##### Data for the task #####
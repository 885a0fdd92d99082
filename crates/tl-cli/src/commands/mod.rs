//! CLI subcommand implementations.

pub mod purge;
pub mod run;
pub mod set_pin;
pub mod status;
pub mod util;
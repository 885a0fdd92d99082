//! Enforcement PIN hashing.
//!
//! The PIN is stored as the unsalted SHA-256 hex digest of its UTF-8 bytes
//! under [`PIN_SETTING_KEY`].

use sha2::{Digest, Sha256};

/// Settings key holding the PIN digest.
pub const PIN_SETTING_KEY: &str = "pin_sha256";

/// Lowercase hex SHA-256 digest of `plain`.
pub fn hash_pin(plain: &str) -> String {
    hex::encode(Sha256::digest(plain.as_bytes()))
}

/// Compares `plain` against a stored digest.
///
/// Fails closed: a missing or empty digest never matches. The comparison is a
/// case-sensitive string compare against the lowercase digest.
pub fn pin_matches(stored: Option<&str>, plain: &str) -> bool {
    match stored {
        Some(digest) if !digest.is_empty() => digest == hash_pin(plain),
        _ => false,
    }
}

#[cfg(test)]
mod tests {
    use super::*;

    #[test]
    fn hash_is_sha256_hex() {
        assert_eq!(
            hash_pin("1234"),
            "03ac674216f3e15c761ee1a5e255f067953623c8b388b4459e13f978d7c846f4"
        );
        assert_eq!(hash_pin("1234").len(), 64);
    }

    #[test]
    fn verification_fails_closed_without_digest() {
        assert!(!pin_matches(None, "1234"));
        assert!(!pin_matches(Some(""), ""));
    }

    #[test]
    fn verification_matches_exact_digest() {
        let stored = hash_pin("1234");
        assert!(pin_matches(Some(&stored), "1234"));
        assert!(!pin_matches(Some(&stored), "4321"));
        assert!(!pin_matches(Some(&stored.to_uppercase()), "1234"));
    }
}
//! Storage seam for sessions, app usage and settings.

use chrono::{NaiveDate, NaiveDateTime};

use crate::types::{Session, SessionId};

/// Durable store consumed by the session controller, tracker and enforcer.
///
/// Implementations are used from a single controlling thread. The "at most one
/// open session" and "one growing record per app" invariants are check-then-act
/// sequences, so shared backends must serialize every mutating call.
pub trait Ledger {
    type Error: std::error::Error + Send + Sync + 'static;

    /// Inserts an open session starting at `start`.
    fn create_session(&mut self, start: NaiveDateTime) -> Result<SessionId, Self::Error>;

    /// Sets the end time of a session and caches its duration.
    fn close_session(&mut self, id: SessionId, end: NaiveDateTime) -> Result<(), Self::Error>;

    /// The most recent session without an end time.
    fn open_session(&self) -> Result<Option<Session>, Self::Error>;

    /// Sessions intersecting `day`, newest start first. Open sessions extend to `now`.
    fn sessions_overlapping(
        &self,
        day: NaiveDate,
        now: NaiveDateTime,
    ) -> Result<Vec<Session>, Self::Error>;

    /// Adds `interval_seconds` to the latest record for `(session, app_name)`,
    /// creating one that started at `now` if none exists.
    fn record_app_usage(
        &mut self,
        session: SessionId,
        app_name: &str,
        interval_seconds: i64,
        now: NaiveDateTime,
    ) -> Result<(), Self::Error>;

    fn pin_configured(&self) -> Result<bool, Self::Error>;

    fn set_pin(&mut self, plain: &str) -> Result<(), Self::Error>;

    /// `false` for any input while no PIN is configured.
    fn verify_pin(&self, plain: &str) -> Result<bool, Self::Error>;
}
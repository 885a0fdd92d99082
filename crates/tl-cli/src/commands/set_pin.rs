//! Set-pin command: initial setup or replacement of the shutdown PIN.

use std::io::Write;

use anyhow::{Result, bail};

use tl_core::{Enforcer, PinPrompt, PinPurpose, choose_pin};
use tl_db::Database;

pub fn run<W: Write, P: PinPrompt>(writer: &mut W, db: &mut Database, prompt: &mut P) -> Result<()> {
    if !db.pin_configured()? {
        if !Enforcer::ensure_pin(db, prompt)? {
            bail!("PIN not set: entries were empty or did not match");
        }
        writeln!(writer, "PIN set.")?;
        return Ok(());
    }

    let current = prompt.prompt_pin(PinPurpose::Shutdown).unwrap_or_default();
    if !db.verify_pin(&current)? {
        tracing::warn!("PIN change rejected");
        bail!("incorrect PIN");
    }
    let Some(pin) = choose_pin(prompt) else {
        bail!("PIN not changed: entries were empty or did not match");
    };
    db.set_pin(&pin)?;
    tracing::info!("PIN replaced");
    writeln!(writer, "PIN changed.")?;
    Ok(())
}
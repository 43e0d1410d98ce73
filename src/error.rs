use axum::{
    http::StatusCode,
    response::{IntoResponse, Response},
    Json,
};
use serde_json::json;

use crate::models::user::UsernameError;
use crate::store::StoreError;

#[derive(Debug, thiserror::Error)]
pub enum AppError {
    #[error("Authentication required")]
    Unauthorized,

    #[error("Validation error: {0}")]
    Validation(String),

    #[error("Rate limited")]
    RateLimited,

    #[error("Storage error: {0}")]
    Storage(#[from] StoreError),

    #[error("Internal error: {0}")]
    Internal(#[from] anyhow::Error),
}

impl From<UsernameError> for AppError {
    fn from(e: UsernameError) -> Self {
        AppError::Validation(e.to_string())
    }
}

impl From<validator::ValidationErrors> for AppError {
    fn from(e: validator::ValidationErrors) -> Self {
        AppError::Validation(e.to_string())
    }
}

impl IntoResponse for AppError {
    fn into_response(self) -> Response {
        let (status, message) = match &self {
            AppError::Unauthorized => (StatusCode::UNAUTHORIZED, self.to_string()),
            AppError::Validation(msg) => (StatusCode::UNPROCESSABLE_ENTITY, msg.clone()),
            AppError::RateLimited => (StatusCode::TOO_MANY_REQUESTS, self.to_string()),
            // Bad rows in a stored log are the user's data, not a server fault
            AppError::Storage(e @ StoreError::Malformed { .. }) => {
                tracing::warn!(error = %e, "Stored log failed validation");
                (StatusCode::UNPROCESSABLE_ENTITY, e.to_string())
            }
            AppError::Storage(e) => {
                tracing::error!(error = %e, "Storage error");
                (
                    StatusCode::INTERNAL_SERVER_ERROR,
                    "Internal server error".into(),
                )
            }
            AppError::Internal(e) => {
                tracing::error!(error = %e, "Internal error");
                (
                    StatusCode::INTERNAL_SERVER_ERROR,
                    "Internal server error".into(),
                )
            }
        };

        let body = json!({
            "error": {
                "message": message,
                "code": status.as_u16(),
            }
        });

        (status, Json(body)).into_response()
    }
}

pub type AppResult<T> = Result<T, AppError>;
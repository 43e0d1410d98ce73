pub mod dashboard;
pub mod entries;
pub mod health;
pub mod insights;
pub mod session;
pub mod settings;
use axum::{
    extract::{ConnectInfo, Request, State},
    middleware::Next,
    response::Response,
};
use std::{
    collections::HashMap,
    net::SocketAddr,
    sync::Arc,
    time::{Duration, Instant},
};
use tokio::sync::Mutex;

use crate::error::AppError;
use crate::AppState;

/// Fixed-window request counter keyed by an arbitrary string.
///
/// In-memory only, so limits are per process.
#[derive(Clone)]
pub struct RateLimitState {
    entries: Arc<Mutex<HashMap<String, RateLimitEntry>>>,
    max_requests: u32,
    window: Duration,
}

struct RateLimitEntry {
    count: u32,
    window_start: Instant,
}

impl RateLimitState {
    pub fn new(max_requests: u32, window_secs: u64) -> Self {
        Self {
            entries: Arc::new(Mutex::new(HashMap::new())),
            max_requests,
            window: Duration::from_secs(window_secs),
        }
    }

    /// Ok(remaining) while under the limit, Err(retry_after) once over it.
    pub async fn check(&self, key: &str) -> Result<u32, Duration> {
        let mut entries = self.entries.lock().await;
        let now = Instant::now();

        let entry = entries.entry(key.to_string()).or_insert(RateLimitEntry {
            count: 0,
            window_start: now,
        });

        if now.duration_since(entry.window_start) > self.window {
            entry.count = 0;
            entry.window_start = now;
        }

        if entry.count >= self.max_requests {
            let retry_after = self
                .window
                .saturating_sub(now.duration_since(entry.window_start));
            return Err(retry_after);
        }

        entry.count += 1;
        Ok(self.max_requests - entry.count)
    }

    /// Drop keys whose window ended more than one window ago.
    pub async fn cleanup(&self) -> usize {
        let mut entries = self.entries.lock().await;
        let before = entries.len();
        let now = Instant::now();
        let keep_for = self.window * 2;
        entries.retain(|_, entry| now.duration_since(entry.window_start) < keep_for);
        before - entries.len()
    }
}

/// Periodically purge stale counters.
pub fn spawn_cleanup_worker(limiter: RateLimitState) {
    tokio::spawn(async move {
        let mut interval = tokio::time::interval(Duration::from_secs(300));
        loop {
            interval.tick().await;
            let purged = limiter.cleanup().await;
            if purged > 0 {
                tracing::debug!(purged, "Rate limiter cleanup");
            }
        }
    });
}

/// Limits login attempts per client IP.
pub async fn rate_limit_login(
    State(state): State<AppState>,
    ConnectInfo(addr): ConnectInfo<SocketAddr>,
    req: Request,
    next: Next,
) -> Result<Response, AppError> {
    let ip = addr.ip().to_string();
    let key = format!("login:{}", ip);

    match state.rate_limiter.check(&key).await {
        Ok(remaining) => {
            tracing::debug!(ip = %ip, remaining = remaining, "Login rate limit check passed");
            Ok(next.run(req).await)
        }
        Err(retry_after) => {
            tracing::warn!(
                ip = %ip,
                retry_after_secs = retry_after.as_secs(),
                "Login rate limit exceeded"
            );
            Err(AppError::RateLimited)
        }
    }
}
#####
##### Data for the task #####
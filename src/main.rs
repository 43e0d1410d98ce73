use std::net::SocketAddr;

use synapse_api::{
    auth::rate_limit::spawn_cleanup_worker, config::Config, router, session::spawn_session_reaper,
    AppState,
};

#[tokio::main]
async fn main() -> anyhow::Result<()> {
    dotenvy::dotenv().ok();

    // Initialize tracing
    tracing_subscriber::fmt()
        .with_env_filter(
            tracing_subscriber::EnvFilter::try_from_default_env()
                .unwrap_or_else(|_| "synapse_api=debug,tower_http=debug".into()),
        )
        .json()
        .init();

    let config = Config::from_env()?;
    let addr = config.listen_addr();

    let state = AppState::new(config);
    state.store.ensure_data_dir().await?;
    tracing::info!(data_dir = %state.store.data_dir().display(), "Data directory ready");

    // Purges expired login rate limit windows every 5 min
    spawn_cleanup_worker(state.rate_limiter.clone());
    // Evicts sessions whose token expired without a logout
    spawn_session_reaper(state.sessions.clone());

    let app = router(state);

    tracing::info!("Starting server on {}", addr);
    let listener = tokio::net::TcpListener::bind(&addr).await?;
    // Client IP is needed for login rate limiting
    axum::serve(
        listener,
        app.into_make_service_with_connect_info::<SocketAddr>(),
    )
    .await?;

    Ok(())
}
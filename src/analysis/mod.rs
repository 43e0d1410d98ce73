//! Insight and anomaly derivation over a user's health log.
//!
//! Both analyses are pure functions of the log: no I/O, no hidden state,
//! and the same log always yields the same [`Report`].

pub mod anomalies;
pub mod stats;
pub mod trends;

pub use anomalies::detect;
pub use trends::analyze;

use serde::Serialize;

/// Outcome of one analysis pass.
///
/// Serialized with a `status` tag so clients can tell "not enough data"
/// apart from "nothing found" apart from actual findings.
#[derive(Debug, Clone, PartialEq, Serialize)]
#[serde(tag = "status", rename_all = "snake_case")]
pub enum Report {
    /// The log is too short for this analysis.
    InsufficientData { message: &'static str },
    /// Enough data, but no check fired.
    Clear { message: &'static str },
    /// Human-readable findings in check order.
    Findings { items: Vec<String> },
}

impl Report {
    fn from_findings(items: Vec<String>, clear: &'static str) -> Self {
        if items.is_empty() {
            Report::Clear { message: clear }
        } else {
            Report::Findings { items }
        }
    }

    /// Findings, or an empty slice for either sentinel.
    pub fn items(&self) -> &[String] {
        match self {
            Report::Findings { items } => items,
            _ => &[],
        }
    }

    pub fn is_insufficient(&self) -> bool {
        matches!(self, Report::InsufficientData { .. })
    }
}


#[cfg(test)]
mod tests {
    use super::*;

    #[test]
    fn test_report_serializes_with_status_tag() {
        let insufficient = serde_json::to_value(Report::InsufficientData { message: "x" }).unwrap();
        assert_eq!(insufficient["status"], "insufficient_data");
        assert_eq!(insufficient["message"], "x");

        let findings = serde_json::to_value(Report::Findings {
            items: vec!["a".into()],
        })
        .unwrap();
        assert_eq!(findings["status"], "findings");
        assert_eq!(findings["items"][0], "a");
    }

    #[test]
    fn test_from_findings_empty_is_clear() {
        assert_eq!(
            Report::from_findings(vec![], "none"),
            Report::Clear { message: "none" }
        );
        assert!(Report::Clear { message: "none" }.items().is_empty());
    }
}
#####
What lines in the records above include the string "under"? Copy each one.

Expected answer:
//! under [`PIN_SETTING_KEY`].
    /// Ok(remaining) while under the limit, Err(retry_after) once over it.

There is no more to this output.